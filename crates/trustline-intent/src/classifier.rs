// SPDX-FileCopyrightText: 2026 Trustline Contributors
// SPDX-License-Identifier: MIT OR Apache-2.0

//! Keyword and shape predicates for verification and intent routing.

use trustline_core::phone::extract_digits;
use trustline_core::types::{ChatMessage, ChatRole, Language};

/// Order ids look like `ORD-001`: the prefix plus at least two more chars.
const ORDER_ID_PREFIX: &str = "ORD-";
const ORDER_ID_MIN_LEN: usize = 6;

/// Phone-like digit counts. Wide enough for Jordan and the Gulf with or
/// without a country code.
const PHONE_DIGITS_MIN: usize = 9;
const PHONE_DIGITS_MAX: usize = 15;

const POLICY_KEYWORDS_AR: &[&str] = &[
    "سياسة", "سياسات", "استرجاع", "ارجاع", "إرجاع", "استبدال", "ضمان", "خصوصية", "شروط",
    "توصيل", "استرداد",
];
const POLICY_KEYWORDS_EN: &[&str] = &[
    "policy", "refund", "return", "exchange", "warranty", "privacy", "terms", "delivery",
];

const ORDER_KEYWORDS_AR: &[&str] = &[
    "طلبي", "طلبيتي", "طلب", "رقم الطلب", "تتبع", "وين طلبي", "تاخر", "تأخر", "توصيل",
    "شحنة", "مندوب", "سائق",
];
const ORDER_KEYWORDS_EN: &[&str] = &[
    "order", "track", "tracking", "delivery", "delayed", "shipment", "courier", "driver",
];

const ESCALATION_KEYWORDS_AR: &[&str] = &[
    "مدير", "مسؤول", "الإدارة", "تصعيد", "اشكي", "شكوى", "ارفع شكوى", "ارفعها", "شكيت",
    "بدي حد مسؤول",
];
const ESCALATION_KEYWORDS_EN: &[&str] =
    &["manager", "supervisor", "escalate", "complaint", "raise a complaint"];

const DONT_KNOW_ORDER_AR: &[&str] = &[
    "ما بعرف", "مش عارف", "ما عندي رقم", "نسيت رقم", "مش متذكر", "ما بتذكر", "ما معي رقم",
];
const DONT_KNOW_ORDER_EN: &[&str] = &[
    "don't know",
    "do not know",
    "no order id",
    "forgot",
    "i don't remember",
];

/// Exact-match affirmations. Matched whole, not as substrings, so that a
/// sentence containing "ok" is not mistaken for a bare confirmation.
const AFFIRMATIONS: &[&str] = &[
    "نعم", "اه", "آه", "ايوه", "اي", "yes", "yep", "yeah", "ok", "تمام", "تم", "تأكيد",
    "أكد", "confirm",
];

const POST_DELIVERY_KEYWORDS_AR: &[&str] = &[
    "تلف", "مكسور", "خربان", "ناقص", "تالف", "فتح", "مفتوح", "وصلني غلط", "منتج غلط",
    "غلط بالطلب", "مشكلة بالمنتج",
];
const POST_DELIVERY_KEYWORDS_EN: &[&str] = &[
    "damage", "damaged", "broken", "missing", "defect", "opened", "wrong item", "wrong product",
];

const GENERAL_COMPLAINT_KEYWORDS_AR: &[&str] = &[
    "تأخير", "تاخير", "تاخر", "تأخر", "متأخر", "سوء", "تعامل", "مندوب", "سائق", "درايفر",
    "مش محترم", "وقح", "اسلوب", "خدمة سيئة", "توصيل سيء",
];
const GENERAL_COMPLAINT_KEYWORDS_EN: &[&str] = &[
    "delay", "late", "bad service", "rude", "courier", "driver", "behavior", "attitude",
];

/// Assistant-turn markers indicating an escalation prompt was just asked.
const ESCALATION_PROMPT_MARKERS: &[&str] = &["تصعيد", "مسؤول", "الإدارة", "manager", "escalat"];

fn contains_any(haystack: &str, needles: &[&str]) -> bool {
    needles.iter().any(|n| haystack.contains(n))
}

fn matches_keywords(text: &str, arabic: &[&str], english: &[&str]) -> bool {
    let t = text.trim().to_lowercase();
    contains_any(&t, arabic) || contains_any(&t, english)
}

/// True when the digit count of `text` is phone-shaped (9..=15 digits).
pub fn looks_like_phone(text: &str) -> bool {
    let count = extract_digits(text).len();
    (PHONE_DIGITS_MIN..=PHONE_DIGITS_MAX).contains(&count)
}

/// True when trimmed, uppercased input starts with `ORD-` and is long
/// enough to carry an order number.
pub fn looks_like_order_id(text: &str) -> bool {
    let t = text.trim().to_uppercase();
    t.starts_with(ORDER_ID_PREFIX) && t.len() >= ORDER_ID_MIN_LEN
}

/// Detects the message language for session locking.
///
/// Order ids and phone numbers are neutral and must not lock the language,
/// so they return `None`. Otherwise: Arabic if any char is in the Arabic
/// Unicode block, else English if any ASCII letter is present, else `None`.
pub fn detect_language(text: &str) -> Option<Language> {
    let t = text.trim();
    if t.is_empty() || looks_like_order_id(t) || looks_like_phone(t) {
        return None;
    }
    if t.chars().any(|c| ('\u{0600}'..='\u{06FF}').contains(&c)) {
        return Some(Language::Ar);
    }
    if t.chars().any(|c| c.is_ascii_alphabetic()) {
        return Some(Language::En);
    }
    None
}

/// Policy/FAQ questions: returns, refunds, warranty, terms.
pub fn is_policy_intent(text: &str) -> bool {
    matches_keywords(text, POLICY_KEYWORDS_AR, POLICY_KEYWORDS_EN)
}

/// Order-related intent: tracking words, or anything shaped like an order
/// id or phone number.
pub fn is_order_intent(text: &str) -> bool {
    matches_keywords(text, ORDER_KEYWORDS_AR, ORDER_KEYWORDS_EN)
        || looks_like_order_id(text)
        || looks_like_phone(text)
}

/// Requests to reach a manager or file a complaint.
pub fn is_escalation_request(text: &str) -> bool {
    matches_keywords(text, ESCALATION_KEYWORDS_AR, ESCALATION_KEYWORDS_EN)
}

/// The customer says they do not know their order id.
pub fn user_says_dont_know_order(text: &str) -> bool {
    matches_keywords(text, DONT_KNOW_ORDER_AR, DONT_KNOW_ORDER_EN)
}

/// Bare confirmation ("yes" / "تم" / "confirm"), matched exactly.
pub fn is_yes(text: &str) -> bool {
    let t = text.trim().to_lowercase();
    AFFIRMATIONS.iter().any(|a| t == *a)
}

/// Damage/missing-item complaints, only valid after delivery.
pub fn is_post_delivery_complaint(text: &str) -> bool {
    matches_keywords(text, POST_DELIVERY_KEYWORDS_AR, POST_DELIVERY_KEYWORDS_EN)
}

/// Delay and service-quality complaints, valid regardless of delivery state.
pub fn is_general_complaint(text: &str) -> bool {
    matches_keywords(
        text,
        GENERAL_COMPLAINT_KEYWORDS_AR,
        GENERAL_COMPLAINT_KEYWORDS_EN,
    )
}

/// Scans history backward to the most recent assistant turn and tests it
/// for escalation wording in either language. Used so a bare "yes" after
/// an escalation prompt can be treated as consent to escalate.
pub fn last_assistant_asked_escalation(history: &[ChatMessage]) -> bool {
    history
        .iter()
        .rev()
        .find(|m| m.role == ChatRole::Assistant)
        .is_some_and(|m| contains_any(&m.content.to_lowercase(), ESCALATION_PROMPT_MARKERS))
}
==
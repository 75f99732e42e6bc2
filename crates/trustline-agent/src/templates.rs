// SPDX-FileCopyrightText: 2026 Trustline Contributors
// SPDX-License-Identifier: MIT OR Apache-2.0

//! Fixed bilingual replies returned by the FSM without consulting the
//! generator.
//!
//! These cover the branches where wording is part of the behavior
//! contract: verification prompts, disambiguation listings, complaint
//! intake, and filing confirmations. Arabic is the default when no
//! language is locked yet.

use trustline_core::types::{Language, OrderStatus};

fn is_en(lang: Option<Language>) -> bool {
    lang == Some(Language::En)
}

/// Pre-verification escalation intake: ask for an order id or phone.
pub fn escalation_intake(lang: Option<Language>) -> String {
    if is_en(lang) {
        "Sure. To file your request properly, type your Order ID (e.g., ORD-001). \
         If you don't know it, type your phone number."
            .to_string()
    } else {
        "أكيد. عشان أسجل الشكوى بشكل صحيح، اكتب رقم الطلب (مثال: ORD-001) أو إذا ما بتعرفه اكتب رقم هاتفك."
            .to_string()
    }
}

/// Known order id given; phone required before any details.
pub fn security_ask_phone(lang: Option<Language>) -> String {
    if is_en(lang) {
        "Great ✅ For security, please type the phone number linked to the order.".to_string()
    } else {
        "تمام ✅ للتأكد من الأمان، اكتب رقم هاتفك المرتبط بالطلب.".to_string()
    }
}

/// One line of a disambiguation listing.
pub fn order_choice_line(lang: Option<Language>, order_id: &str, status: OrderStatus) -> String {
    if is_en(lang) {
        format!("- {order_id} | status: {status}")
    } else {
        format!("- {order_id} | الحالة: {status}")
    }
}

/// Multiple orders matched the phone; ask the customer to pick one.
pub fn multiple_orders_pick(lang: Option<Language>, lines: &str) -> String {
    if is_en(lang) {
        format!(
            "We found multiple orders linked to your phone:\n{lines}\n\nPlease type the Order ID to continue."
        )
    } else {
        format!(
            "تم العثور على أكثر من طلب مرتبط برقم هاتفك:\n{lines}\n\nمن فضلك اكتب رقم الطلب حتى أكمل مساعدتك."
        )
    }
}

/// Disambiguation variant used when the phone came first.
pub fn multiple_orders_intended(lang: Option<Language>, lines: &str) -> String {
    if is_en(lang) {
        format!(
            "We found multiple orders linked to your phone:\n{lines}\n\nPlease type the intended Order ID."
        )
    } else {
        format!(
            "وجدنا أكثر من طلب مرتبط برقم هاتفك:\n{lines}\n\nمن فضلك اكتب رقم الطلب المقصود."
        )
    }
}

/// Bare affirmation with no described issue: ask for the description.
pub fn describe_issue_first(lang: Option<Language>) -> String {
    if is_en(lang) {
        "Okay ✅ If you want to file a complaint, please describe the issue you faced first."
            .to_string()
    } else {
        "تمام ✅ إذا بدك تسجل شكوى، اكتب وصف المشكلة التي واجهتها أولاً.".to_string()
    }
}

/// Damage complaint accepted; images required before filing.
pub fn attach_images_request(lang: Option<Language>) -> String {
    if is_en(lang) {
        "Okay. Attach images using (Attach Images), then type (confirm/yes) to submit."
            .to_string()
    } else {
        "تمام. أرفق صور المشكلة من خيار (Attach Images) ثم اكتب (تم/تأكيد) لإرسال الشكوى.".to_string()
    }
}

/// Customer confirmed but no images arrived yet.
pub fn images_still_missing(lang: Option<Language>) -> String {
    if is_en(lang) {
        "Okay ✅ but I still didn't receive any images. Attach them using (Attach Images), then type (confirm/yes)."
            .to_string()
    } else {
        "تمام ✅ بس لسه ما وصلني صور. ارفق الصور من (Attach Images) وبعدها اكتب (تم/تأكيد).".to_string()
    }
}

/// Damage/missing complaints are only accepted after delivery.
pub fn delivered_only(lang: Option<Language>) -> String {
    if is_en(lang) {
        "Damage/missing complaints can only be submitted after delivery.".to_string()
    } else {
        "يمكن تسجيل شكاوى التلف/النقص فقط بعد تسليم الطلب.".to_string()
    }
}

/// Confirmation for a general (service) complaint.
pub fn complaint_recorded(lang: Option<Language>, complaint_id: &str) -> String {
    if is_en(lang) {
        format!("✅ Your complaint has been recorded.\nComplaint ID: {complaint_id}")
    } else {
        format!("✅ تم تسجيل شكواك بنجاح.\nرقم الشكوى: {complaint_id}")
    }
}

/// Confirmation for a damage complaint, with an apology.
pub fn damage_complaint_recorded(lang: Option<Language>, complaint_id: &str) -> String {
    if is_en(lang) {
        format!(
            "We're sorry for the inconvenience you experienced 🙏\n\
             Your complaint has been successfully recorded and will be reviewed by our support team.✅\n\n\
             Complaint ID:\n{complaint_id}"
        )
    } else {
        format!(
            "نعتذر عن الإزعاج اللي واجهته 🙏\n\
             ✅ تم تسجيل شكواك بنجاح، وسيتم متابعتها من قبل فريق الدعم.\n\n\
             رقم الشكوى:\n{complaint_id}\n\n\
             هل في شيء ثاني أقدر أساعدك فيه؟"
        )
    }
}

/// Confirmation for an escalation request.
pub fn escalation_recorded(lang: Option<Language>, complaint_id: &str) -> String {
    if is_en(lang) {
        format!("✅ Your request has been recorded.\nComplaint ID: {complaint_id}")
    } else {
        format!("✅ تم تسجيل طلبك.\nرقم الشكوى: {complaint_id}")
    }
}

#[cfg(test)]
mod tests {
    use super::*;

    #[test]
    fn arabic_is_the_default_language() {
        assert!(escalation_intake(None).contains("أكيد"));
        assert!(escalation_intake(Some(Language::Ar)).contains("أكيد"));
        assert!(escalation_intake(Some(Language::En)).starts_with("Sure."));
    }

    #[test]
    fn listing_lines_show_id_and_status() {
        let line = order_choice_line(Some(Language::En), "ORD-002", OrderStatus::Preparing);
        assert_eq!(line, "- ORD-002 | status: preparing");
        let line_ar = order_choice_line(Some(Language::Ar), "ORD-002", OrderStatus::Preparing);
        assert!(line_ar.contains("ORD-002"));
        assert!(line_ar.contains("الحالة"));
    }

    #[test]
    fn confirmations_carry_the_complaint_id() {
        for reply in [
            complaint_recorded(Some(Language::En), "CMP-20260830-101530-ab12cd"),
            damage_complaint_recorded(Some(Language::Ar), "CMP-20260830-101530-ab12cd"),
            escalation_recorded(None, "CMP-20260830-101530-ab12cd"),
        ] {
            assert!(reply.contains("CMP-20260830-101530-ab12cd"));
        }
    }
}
==
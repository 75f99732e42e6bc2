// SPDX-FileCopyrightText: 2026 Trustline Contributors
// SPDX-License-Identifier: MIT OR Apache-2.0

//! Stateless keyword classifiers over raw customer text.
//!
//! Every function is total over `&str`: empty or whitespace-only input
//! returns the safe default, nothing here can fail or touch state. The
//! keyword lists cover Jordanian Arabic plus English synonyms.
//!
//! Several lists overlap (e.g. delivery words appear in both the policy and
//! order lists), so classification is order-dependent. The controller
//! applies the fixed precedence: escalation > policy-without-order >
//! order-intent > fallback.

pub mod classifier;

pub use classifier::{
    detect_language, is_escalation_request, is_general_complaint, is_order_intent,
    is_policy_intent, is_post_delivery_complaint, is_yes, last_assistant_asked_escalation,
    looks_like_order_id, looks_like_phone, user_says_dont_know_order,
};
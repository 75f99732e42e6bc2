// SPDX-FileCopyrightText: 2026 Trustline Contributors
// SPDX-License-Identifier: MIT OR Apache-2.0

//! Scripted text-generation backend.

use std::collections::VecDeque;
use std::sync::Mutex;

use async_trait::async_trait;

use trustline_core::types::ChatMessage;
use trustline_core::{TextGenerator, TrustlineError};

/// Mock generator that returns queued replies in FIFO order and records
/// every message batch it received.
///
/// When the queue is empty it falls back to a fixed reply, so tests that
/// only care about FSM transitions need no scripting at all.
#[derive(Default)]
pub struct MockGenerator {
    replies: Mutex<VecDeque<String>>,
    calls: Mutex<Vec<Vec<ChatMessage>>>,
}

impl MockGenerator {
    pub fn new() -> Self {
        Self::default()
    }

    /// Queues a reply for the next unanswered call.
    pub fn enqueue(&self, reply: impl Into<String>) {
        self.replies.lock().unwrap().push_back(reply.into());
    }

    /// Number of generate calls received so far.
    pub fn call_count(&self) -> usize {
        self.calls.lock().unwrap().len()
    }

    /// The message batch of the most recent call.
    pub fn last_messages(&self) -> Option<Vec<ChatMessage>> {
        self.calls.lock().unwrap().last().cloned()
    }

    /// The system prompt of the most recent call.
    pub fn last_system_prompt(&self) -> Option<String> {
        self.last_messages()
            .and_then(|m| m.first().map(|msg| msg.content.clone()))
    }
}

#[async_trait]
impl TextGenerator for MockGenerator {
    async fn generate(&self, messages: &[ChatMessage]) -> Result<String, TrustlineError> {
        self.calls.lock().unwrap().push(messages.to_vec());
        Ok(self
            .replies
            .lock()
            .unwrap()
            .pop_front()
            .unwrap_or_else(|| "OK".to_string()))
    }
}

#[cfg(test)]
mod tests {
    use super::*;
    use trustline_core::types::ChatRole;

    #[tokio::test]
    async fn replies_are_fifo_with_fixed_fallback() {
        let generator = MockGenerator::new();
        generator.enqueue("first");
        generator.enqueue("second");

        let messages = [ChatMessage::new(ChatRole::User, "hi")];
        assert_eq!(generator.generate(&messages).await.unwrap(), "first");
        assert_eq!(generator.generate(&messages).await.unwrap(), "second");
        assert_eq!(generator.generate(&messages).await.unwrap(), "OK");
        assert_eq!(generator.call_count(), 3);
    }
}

The task —
All lines above from the one with "filename crates/trustline-intent/src/classifier.rs" to the one with "use trustline_core::phone::extract_digits;", inclusive, should be copied exactly, and no other lines.

Exercise response —
filename crates/trustline-intent/src/classifier.rs
// SPDX-FileCopyrightText: 2026 Trustline Contributors
// SPDX-License-Identifier: MIT OR Apache-2.0

//! Keyword and shape predicates for verification and intent routing.

use trustline_core::phone::extract_digits;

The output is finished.